This is a question from a Computer Architecture exam and I don’t understand how to get to the correct answer.
Here is the question:
This question deals with main and cache memory only.
Address size: 32 bits
Block size: 128 items
Item size: 8 bits
Cache Layout: 6 way set associative
Cache Size: 192 KB (data only)
Write policy: Write Back
What is the tag size in bits and what is the total number of cache bits?
In order to get the number of tag bits, I find that 7 bits of the address are used for byte offset (0-127) and 8 bits are used for the block number (0-250) (250 = 192000/128/6), therefore 17 bits of the address are left for the tag.

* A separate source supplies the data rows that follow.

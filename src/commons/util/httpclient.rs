//! Some helper functions for HTTP calls
use std::{env, fmt, path::PathBuf, str::FromStr, time::Duration};

use bytes::Bytes;
use reqwest::{
    header::{HeaderMap, HeaderValue, CONTENT_TYPE, USER_AGENT},
    Response, StatusCode,
};

use crate::{
    commons::util::{file, is_local_https_uri},
    constants::{SCEPC_HTTPS_ROOT_CERTS_ENV, SCEPC_VERSION},
};

//------------ BinaryResponse ------------------------------------------------

/// The body of a 200 OK response together with its media type.
#[derive(Clone, Debug)]
pub struct BinaryResponse {
    content_type: Option<String>,
    body: Bytes,
}

impl BinaryResponse {
    /// The media type without parameters, lower case.
    pub fn content_type(&self) -> Option<&str> {
        self.content_type.as_deref()
    }

    pub fn body(&self) -> &Bytes {
        &self.body
    }

    pub fn into_body(self) -> Bytes {
        self.body
    }

    async fn from_res(uri: &str, res: Response) -> Result<Self, Error> {
        let content_type = res
            .headers()
            .get(CONTENT_TYPE)
            .and_then(|value| value.to_str().ok())
            .and_then(|value| value.split(';').next())
            .map(|value| value.trim().to_ascii_lowercase());

        let body = res
            .bytes()
            .await
            .map_err(|e| Error::response(uri, format!("cannot get body: {}", e)))?;

        Ok(BinaryResponse { content_type, body })
    }
}

/// Performs a GET and expects a binary response.
///
/// Note: the body may be empty if the CA answered 200 OK without content.
pub async fn get_binary(uri: &str, timeout: Duration) -> Result<BinaryResponse, Error> {
    let res = client_with_tweaks(uri, timeout)?
        .get(uri)
        .headers(headers(uri, None)?)
        .send()
        .await
        .map_err(|e| Error::execute(uri, e))?;

    match res.status() {
        StatusCode::OK => BinaryResponse::from_res(uri, res).await,
        _ => Err(Error::from_res(uri, res).await),
    }
}

/// Posts binary data, and expects a binary response. Includes the full scepc
/// version as the user agent.
pub async fn post_binary(
    uri: &str,
    data: &Bytes,
    content_type: &str,
    timeout: Duration,
) -> Result<BinaryResponse, Error> {
    let res = client_with_tweaks(uri, timeout)?
        .post(uri)
        .headers(headers(uri, Some(content_type))?)
        .body(data.clone())
        .send()
        .await
        .map_err(|e| Error::execute(uri, e))?;

    match res.status() {
        StatusCode::OK => BinaryResponse::from_res(uri, res).await,
        _ => Err(Error::from_res(uri, res).await),
    }
}

#[allow(clippy::result_large_err)]
fn load_root_cert(path_str: &str) -> Result<reqwest::Certificate, Error> {
    let path = PathBuf::from_str(path_str).map_err(|e| Error::request_build_https_cert(path_str, e))?;
    let file = file::read(&path).map_err(|e| Error::request_build_https_cert(path_str, e))?;
    reqwest::Certificate::from_pem(file.as_ref()).map_err(|e| Error::request_build_https_cert(path_str, e))
}

/// Client with the given timeout and any extra HTTPS trust anchors.
///
/// Invalid certificates are accepted for HTTPS URIs on this machine only,
/// so that a local test CA can be used.
#[allow(clippy::result_large_err)]
pub fn client_with_tweaks(uri: &str, timeout: Duration) -> Result<reqwest::Client, Error> {
    let mut builder = reqwest::ClientBuilder::new().timeout(timeout);

    if let Ok(cert_list) = env::var(SCEPC_HTTPS_ROOT_CERTS_ENV) {
        for path in cert_list.split(':').filter(|path| !path.is_empty()) {
            let cert = load_root_cert(path)?;
            builder = builder.add_root_certificate(cert);
        }
    }

    if is_local_https_uri(uri) {
        builder.danger_accept_invalid_certs(true).build()
    } else {
        builder.build()
    }
    .map_err(|e| Error::request_build(uri, e))
}

#[allow(clippy::result_large_err)]
fn headers(uri: &str, content_type: Option<&str>) -> Result<HeaderMap, Error> {
    let mut headers = HeaderMap::new();

    let ua_string = format!("scepc/{}", SCEPC_VERSION);
    let user_agent_value = HeaderValue::from_str(&ua_string).map_err(|e| Error::request_build(uri, e))?;
    headers.insert(USER_AGENT, user_agent_value);

    if let Some(content_type) = content_type {
        headers.insert(
            CONTENT_TYPE,
            HeaderValue::from_str(content_type).map_err(|e| Error::request_build(uri, e))?,
        );
    }
    Ok(headers)
}

//------------ Error ---------------------------------------------------------

type ErrorUri = String;
type RootCertPath = String;
type ErrorMessage = String;

#[derive(Debug)]
pub enum Error {
    RequestBuild(ErrorUri, ErrorMessage),
    RequestBuildHttpsCert(RootCertPath, ErrorMessage),

    RequestExecute(ErrorUri, ErrorMessage),

    Response(ErrorUri, ErrorMessage),
    ErrorResponseWithBody(ErrorUri, StatusCode, String),
    UnexpectedContentType(ErrorUri, Option<String>),
}

impl fmt::Display for Error {
    fn fmt(&self, f: &mut fmt::Formatter) -> fmt::Result {
        match self {
            Error::RequestBuild(uri, msg) => write!(f, "Issue creating request for URI: {}, error: {}", uri, msg),
            Error::RequestBuildHttpsCert(path, msg) => {
                write!(f, "Cannot use configured HTTPS root cert '{}'. Error: {}", path, msg)
            }

            Error::RequestExecute(uri, msg) => write!(f, "Issue accessing URI: {}, error: {}", uri, msg),

            Error::Response(uri, msg) => write!(f, "Issue processing response from URI: {}, error: {}", uri, msg),
            Error::ErrorResponseWithBody(uri, code, body) => {
                write!(f, "Error response from URI: {}, Status: {}, Body: {}", uri, code, body)
            }
            Error::UnexpectedContentType(uri, content_type) => match content_type {
                Some(content_type) => write!(f, "Unexpected content type '{}' from URI: {}", content_type, uri),
                None => write!(f, "Missing content type in response from URI: {}", uri),
            },
        }
    }
}

impl std::error::Error for Error {}

impl Error {
    pub fn request_build(uri: &str, msg: impl fmt::Display) -> Self {
        Error::RequestBuild(uri.to_string(), msg.to_string())
    }

    pub fn request_build_https_cert(path: &str, msg: impl fmt::Display) -> Self {
        Error::RequestBuildHttpsCert(path.to_string(), msg.to_string())
    }

    pub fn execute(uri: &str, msg: impl fmt::Display) -> Self {
        Error::RequestExecute(uri.to_string(), msg.to_string())
    }

    pub fn response(uri: &str, msg: impl fmt::Display) -> Self {
        Error::Response(uri.to_string(), msg.to_string())
    }

    pub fn unexpected_content_type(uri: &str, content_type: Option<&str>) -> Self {
        Error::UnexpectedContentType(uri.to_string(), content_type.map(|s| s.to_string()))
    }

    /// The HTTP status of an error response, if that is what this is.
    pub fn status(&self) -> Option<StatusCode> {
        match self {
            Error::ErrorResponseWithBody(_, status, _) => Some(*status),
            _ => None,
        }
    }

    /// The body of an error response, if that is what this is.
    pub fn body(&self) -> Option<&str> {
        match self {
            Error::ErrorResponseWithBody(_, _, body) => Some(body.as_str()),
            _ => None,
        }
    }

    /// A non-200 response. The body is kept verbatim as plain text, even
    /// if it is empty.
    async fn from_res(uri: &str, res: Response) -> Error {
        let status = res.status();
        let body = res.text().await.unwrap_or_default();
        Error::ErrorResponseWithBody(uri.to_string(), status, body)
    }
}

//------------ Tests ---------------------------------------------------------
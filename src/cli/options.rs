//! The command line options for scepc.
use std::net::IpAddr;
use std::path::PathBuf;

use clap::Parser;

use crate::commons::crypto::{AltNames, DistinguishedName};
use crate::constants::DEFAULT_CERT_OUTPUT;
use crate::scep::EnrollmentRequest;

//------------ Options -------------------------------------------------------

/// The command line options for the SCEP enrollment client.
#[derive(Clone, Debug, clap::Parser)]
#[command(
    version,
    about = "Requests a certificate from a SCEP CA and writes it as PEM.",
)]
pub struct Options {
    /// Path to a config file. Without one the built-in defaults are used.
    #[arg(short, long, value_name = "FILE")]
    pub config: Option<PathBuf>,

    /// The base URL of the CA, overrides the config file.
    #[arg(short, long, env = "SCEPC_SERVER")]
    pub server: Option<String>,

    /// Where to write the issued certificate.
    #[arg(short, long, value_name = "FILE", default_value = DEFAULT_CERT_OUTPUT)]
    pub out: PathBuf,

    /// Also write the private key, as PKCS#8 PEM, to this file.
    #[arg(long, value_name = "FILE")]
    pub key_out: Option<PathBuf>,

    #[command(flatten)]
    pub subject: SubjectOptions,

    /// A DNS name to request as subject alternative name.
    #[arg(long = "san", value_name = "DNS")]
    pub dns_names: Vec<String>,

    /// An IP address to request as subject alternative name.
    #[arg(long = "ip", value_name = "ADDR")]
    pub ip_addresses: Vec<IpAddr>,

    /// Send a RenewalReq rather than a PKCSReq.
    #[arg(long)]
    pub renew: bool,

    /// Fail if the CA answers with anything but a CertRep.
    #[arg(long)]
    pub strict: bool,
}

impl Options {
    /// Creates the options from the process arguments.
    ///
    /// If the arguments won't result in usable options, exits the process.
    pub fn from_args() -> Self {
        Self::parse()
    }

    pub fn enrollment_request(&self) -> EnrollmentRequest {
        EnrollmentRequest::new(self.subject.distinguished_name())
            .with_alt_names(AltNames::new(self.dns_names.clone(), self.ip_addresses.clone()))
            .renewal(self.renew)
    }
}

//------------ SubjectOptions ------------------------------------------------

/// The subject to request.
#[derive(Clone, Debug, clap::Args)]
pub struct SubjectOptions {
    /// Common name.
    #[arg(long, default_value = "test.testcorp.com")]
    pub cn: String,

    /// Country (C).
    #[arg(long)]
    pub country: Option<String>,

    /// Organization (O).
    #[arg(long)]
    pub org: Option<String>,

    /// Organizational unit (OU).
    #[arg(long)]
    pub org_unit: Option<String>,

    /// Locality (L).
    #[arg(long)]
    pub locality: Option<String>,

    /// State or province (ST).
    #[arg(long)]
    pub province: Option<String>,
}

impl SubjectOptions {
    pub fn distinguished_name(&self) -> DistinguishedName {
        DistinguishedName {
            country: self.country.clone(),
            province: self.province.clone(),
            locality: self.locality.clone(),
            organization: self.org.clone(),
            organizational_unit: self.org_unit.clone(),
            common_name: self.cn.clone(),
        }
    }
}

//------------ Tests ---------------------------------------------------------
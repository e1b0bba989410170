//! Runs a single enrollment for the command line.
use std::fmt;

use log::{info, warn};

use crate::cli::options::Options;
use crate::commons::error::Error as ScepError;
use crate::commons::util::file;
use crate::config::{Config, ConfigError};
use crate::scep::types::TransactionId;
use crate::scep::{Enrollment, EnrollmentResult, PemDestination, Rejection};

//------------ ScepcClient ---------------------------------------------------

/// Command line client: the options together with the effective config.
pub struct ScepcClient {
    options: Options,
    config: Config,
}

impl ScepcClient {
    /// Reads the config file, if any, and applies the command line
    /// overrides on top of it.
    pub fn new(options: Options) -> Result<Self, Error> {
        let mut config = Config::create(options.config.as_deref())?;

        if let Some(server) = &options.server {
            config.server = server.clone();
        }
        if options.strict {
            config.strict_message_type = true;
        }
        config.verify()?;

        Ok(ScepcClient { options, config })
    }

    pub fn config(&self) -> &Config {
        &self.config
    }

    /// Enrolls once and writes the results.
    pub async fn enroll(&self) -> Result<Outcome, Error> {
        self.config.log_summary();

        let mut enrollment = Enrollment::from_config(&self.config)?;
        let report = enrollment.enroll(&self.options.enrollment_request()).await?;

        match report.result() {
            EnrollmentResult::Issued(issued) => {
                let destination = issued.write_pem(&self.options.out)?;
                if let Some(key_out) = &self.options.key_out {
                    let pem = report.key().private_key_pem()?;
                    file::save_private(&pem, key_out).map_err(ScepError::from)?;
                    info!("Wrote private key to {}", key_out.display());
                }
                Ok(Outcome::Issued(destination))
            }
            EnrollmentResult::Rejected(rejection) => Ok(Outcome::Rejected(rejection.clone())),
            EnrollmentResult::Pending => {
                warn!(
                    "Request is pending approval at the CA, transaction {}",
                    report.transaction_id()
                );
                Ok(Outcome::Pending(report.transaction_id().clone()))
            }
        }
    }
}

//------------ Outcome -------------------------------------------------------

/// How an enrollment run ended, if it got as far as an answer from the CA.
#[derive(Clone, Debug, Eq, PartialEq)]
pub enum Outcome {
    Issued(PemDestination),
    Rejected(Rejection),
    Pending(TransactionId),
}

impl Outcome {
    /// The process exit code: 0 issued, 1 rejected, 2 pending.
    pub fn exit_code(&self) -> i32 {
        match self {
            Outcome::Issued(_) => 0,
            Outcome::Rejected(_) => 1,
            Outcome::Pending(_) => 2,
        }
    }
}

impl fmt::Display for Outcome {
    fn fmt(&self, f: &mut fmt::Formatter) -> fmt::Result {
        match self {
            Outcome::Issued(PemDestination::File(path)) => {
                write!(f, "Certificate written to {}", path.display())
            }
            Outcome::Issued(PemDestination::Stdout) => write!(f, "Certificate written to stdout"),
            Outcome::Rejected(rejection) => write!(f, "Certificate issue failed: {}", rejection),
            Outcome::Pending(transaction_id) => {
                write!(f, "Request pending approval, transaction id {}", transaction_id)
            }
        }
    }
}

//------------ Error ---------------------------------------------------------

#[derive(Debug)]
pub enum Error {
    Config(ConfigError),
    Scep(ScepError),
}

impl fmt::Display for Error {
    fn fmt(&self, f: &mut fmt::Formatter) -> fmt::Result {
        match self {
            Error::Config(e) => write!(f, "Configuration error: {}", e),
            Error::Scep(e) => write!(f, "{}", e),
        }
    }
}

impl std::error::Error for Error {}

impl From<ConfigError> for Error {
    fn from(e: ConfigError) -> Self {
        Error::Config(e)
    }
}

impl From<ScepError> for Error {
    fn from(e: ScepError) -> Self {
        Error::Scep(e)
    }
}

//------------ Tests ---------------------------------------------------------

#[cfg(test)]
mod tests {
    use super::*;
    use crate::scep::types::FailInfo;

    #[test]
    fn exit_codes() {
        assert_eq!(Outcome::Issued(PemDestination::Stdout).exit_code(), 0);
        assert_eq!(
            Outcome::Rejected(Rejection::new(Some(FailInfo::BadTime), None)).exit_code(),
            1
        );
        assert_eq!(Outcome::Pending(TransactionId::from("1234")).exit_code(), 2);
    }

    #[test]
    fn command_line_overrides_config() {
        use clap::Parser;

        let options = Options::try_parse_from(["scepc", "--server", "http://ca.testcorp.com:8080", "--strict"]).unwrap();
        let client = ScepcClient::new(options).unwrap();
        assert_eq!(client.config().server, "http://ca.testcorp.com:8080");
        assert!(client.config().strict_message_type);
    }

    #[test]
    fn missing_config_file_is_an_error() {
        use clap::Parser;

        let options = Options::try_parse_from(["scepc", "--config", "/nonexistent/scepc.conf"]).unwrap();
        assert!(matches!(ScepcClient::new(options), Err(Error::Config(_))));
    }
}
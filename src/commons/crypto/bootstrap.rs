//! The self-signed identity used to sign and receive the first request.
//!
//! Before the CA has issued anything, the client still has to sign its
//! request and give the CA a certificate to encrypt the response to. We
//! make up a tiny hierarchy for that: a self-signed issuer, and a leaf below
//! it that carries the subject of the request. Both use the key of the
//! enrollment attempt.
use std::fmt;

use openssl::asn1::{Asn1Integer, Asn1Time};
use openssl::bn::{BigNum, MsbOption};
use openssl::error::ErrorStack;
use openssl::hash::MessageDigest;
use openssl::x509::extension::{
    AuthorityKeyIdentifier, BasicConstraints, ExtendedKeyUsage, KeyUsage, SubjectKeyIdentifier,
};
use openssl::x509::{X509, X509Builder, X509Name, X509Ref};

use crate::commons::crypto::csr::CertificateSigningRequest;
use crate::commons::crypto::keys::KeyPair;
use crate::commons::error::Error;
use crate::constants::BOOTSTRAP_MAX_VALIDITY_DAYS;

//------------ BootstrapIdentity ---------------------------------------------

#[derive(Clone)]
pub struct BootstrapIdentity {
    issuer: X509,
    certificate: X509,
    key: KeyPair,
}

impl BootstrapIdentity {
    /// Builds the bootstrap certificates for a request.
    ///
    /// The validity must be between 1 day and 10 years.
    pub fn build(csr: &CertificateSigningRequest, key: KeyPair, validity_days: u32) -> Result<Self, Error> {
        if validity_days == 0 || validity_days > BOOTSTRAP_MAX_VALIDITY_DAYS {
            return Err(Error::CertificateConstruction(format!(
                "bootstrap validity of {} days is outside 1..={}",
                validity_days, BOOTSTRAP_MAX_VALIDITY_DAYS
            )));
        }

        let issuer = Self::make_issuer(csr, &key, validity_days).map_err(Error::certificate)?;
        let certificate = Self::make_leaf(csr, &issuer, &key, validity_days).map_err(Error::certificate)?;

        Ok(BootstrapIdentity {
            issuer,
            certificate,
            key,
        })
    }

    /// The self-signed issuer: CA:true, digitalSignature and keyCertSign.
    fn make_issuer(csr: &CertificateSigningRequest, key: &KeyPair, validity_days: u32) -> Result<X509, ErrorStack> {
        let name = csr.subject().to_x509_name()?;
        let mut builder = Self::builder(&name, &name, key, validity_days)?;

        builder.append_extension(BasicConstraints::new().critical().ca().build()?)?;
        builder.append_extension(KeyUsage::new().critical().digital_signature().key_cert_sign().build()?)?;
        builder.append_extension(ExtendedKeyUsage::new().client_auth().server_auth().build()?)?;
        let ski = SubjectKeyIdentifier::new().build(&builder.x509v3_context(None, None))?;
        builder.append_extension(ski)?;

        builder.sign(key.pkey(), MessageDigest::sha256())?;
        Ok(builder.build())
    }

    /// The leaf: subject, names and addresses of the request, usable for
    /// TLS client and server authentication.
    fn make_leaf(
        csr: &CertificateSigningRequest,
        issuer: &X509Ref,
        key: &KeyPair,
        validity_days: u32,
    ) -> Result<X509, ErrorStack> {
        let subject = csr.subject().to_x509_name()?;
        let mut builder = Self::builder(issuer.subject_name(), &subject, key, validity_days)?;

        builder.append_extension(BasicConstraints::new().critical().build()?)?;
        builder.append_extension(KeyUsage::new().critical().digital_signature().key_encipherment().build()?)?;
        builder.append_extension(ExtendedKeyUsage::new().client_auth().server_auth().build()?)?;
        let ski = SubjectKeyIdentifier::new().build(&builder.x509v3_context(Some(issuer), None))?;
        builder.append_extension(ski)?;
        let aki = AuthorityKeyIdentifier::new()
            .keyid(false)
            .build(&builder.x509v3_context(Some(issuer), None))?;
        builder.append_extension(aki)?;
        let san = csr.alt_names().to_extension(&builder.x509v3_context(Some(issuer), None))?;
        if let Some(san) = san {
            builder.append_extension(san)?;
        }

        builder.sign(key.pkey(), MessageDigest::sha256())?;
        Ok(builder.build())
    }

    fn builder(
        issuer: &openssl::x509::X509NameRef,
        subject: &X509Name,
        key: &KeyPair,
        validity_days: u32,
    ) -> Result<X509Builder, ErrorStack> {
        let mut builder = X509Builder::new()?;
        builder.set_version(2)?;
        let value = random_serial()?;
        builder.set_serial_number(&value)?;
        builder.set_issuer_name(issuer)?;
        builder.set_subject_name(subject)?;
        builder.set_pubkey(key.pkey())?;
        let value = Asn1Time::days_from_now(0)?;
        builder.set_not_before(&value)?;
        let value = Asn1Time::days_from_now(validity_days)?;
        builder.set_not_after(&value)?;
        Ok(builder)
    }
}

/// # Accessors
///
impl BootstrapIdentity {
    /// The leaf certificate that signs requests and receives responses.
    pub fn certificate(&self) -> &X509 {
        &self.certificate
    }

    pub fn issuer(&self) -> &X509 {
        &self.issuer
    }

    pub fn key(&self) -> &KeyPair {
        &self.key
    }

    pub fn into_key(self) -> KeyPair {
        self.key
    }
}

impl fmt::Debug for BootstrapIdentity {
    fn fmt(&self, f: &mut fmt::Formatter) -> fmt::Result {
        f.debug_struct("BootstrapIdentity")
            .field("issuer", &self.issuer.subject_name())
            .field("certificate", &self.certificate.subject_name())
            .field("key", &self.key)
            .finish()
    }
}

/// Returns a random positive 64 bit serial number.
fn random_serial() -> Result<Asn1Integer, ErrorStack> {
    let mut serial = BigNum::new()?;
    serial.rand(64, MsbOption::MAYBE_ZERO, false)?;
    serial.to_asn1_integer()
}

//------------ Tests ---------------------------------------------------------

The part I don’t understand is the second part. To find the total number of bits in the cache, I would take (
valid bit +
tag size +
bits per block) *
number of blocks per set *
number of sets = (1 + 17 + 1024) * 250 * 6 = 1,536,000. This is not the correct answer though.
The correct answer is 17 tag bits and 1,602,048 total bits in the cache. After trying to reverse engineer the answer, I found that 1,602,048 = 1043 * 256 * 6 but I don’t know if that is relevant to the solution because I don’t know why those numbers would be used.
I’d like if someone could explain what I did wrong in my calculation to get a different answer.